■ TASK GOAL ■
To answer, print the line containing "for (slot, function)" and each line after it in the listing below, exactly as they stand.

◆ ◆ ◆

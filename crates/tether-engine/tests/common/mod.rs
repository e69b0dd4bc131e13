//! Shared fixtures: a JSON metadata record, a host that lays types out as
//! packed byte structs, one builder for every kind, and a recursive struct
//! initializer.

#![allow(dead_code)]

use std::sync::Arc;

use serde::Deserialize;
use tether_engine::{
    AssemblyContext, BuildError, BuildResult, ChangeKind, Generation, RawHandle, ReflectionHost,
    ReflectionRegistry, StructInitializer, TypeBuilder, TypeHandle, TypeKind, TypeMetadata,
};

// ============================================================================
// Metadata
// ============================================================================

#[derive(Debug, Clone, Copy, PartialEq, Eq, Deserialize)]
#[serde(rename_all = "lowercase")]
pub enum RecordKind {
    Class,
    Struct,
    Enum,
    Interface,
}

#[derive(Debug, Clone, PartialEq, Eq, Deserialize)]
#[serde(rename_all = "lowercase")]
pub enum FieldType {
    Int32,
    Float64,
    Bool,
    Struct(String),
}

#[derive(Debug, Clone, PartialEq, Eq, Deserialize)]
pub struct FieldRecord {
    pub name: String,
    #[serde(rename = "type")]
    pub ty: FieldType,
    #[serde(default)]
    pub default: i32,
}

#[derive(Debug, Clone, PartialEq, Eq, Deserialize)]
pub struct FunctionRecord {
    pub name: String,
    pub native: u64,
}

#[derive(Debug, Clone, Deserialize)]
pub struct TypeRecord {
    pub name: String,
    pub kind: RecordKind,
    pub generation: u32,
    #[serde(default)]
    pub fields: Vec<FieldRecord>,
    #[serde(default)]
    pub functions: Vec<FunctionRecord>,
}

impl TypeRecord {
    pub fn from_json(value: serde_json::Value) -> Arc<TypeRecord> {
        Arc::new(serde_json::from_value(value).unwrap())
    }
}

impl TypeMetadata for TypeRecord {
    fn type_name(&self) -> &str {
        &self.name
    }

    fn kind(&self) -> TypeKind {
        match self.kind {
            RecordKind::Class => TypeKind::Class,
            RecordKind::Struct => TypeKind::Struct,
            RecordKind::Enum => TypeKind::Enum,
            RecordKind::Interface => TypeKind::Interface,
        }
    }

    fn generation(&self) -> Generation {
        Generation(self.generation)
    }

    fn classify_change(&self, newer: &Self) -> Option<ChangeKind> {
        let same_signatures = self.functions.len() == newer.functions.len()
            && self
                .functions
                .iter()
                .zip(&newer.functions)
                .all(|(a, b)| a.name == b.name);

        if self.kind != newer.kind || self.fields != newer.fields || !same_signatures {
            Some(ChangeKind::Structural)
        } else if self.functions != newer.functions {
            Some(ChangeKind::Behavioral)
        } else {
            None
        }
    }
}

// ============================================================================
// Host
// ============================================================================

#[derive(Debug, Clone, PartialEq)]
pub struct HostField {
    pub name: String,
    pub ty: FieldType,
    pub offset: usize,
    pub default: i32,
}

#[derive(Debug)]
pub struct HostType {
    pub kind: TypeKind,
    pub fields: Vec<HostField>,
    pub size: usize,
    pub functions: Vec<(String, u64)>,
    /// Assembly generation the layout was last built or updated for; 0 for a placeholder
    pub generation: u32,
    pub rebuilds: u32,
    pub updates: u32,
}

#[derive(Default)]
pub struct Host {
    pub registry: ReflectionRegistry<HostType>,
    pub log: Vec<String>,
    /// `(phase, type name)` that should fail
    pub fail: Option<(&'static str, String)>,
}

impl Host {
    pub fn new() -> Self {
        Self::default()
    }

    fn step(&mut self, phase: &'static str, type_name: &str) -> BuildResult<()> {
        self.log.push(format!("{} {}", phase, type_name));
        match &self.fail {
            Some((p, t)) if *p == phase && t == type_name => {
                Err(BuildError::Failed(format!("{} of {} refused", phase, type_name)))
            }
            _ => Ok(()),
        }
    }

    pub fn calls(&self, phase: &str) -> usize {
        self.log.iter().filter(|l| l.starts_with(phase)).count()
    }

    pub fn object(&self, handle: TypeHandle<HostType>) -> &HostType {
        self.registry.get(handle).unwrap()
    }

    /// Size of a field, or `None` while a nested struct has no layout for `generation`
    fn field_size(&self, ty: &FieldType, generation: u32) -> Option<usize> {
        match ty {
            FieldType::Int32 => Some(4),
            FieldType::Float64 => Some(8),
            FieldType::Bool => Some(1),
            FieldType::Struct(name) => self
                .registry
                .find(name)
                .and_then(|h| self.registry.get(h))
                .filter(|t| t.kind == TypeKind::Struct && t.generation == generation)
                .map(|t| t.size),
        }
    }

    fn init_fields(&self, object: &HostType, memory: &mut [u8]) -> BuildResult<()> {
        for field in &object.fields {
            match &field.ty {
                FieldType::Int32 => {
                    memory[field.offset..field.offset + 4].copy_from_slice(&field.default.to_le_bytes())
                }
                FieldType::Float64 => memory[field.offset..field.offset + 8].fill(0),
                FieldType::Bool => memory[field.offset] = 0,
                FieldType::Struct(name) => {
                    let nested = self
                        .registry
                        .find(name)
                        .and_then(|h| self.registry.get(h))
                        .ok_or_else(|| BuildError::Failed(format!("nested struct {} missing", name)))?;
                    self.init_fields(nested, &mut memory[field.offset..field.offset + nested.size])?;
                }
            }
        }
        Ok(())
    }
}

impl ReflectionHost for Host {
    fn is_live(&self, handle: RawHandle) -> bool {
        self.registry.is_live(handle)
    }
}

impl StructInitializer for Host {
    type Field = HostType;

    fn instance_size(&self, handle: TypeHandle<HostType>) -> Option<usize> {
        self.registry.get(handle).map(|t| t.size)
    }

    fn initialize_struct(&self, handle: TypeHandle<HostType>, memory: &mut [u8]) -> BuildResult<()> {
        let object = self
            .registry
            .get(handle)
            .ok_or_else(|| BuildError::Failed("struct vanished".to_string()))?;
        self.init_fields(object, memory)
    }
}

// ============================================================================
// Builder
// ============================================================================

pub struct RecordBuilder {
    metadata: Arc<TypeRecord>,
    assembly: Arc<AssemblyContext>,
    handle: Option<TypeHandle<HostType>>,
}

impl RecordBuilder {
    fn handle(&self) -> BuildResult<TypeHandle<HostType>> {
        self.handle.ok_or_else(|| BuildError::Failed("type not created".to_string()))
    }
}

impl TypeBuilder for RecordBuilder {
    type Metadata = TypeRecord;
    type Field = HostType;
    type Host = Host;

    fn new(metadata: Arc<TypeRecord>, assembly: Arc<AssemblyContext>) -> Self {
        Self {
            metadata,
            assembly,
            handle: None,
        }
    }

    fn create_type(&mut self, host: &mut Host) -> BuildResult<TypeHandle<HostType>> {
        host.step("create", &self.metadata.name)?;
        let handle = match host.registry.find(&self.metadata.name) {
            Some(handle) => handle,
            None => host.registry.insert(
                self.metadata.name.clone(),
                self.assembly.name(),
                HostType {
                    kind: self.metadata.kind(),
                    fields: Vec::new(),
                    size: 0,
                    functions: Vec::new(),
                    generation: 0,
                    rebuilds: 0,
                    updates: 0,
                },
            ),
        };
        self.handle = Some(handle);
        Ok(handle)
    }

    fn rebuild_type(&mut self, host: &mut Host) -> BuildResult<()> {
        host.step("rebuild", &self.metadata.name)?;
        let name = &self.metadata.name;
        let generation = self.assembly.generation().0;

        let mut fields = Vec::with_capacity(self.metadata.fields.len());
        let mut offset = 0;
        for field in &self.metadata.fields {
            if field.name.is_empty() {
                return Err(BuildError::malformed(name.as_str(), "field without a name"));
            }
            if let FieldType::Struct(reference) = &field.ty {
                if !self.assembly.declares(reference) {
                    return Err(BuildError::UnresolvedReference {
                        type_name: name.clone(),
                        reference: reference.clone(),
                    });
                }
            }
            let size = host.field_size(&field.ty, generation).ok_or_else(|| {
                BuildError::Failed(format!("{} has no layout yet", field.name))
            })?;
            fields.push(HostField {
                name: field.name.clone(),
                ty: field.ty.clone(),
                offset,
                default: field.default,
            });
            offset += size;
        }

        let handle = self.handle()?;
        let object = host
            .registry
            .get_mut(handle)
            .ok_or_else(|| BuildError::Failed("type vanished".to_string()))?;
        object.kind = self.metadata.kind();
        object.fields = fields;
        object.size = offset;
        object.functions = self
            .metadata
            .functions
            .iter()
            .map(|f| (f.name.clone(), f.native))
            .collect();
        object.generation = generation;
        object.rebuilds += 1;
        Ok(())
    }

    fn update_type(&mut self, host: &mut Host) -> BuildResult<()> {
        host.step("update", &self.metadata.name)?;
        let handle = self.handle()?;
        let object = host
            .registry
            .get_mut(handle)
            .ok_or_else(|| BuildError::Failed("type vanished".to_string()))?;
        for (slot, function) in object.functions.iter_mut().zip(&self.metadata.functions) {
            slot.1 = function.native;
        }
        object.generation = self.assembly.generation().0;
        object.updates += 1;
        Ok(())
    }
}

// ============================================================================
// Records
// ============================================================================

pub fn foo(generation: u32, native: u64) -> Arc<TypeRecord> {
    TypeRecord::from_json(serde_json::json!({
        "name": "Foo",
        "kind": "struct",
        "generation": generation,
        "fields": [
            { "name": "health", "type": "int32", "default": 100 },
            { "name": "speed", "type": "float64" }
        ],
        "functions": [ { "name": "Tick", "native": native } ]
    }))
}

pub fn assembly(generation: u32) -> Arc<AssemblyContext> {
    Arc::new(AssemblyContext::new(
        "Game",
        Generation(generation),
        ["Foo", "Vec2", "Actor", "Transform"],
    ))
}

◆ ◆ ◆

■ EXERCISE RESULT ■
        for (slot, function) in object.functions.iter_mut().zip(&self.metadata.functions) {
            slot.1 = function.native;
        }
        object.generation = self.assembly.generation().0;
        object.updates += 1;
        Ok(())
    }
}

// ============================================================================
// Records
// ============================================================================

pub fn foo(generation: u32, native: u64) -> Arc<TypeRecord> {
    TypeRecord::from_json(serde_json::json!({
        "name": "Foo",
        "kind": "struct",
        "generation": generation,
        "fields": [
            { "name": "health", "type": "int32", "default": 100 },
            { "name": "speed", "type": "float64" }
        ],
        "functions": [ { "name": "Tick", "native": native } ]
    }))
}

pub fn assembly(generation: u32) -> Arc<AssemblyContext> {
    Arc::new(AssemblyContext::new(
        "Game",
        Generation(generation),
        ["Foo", "Vec2", "Actor", "Transform"],
    ))
}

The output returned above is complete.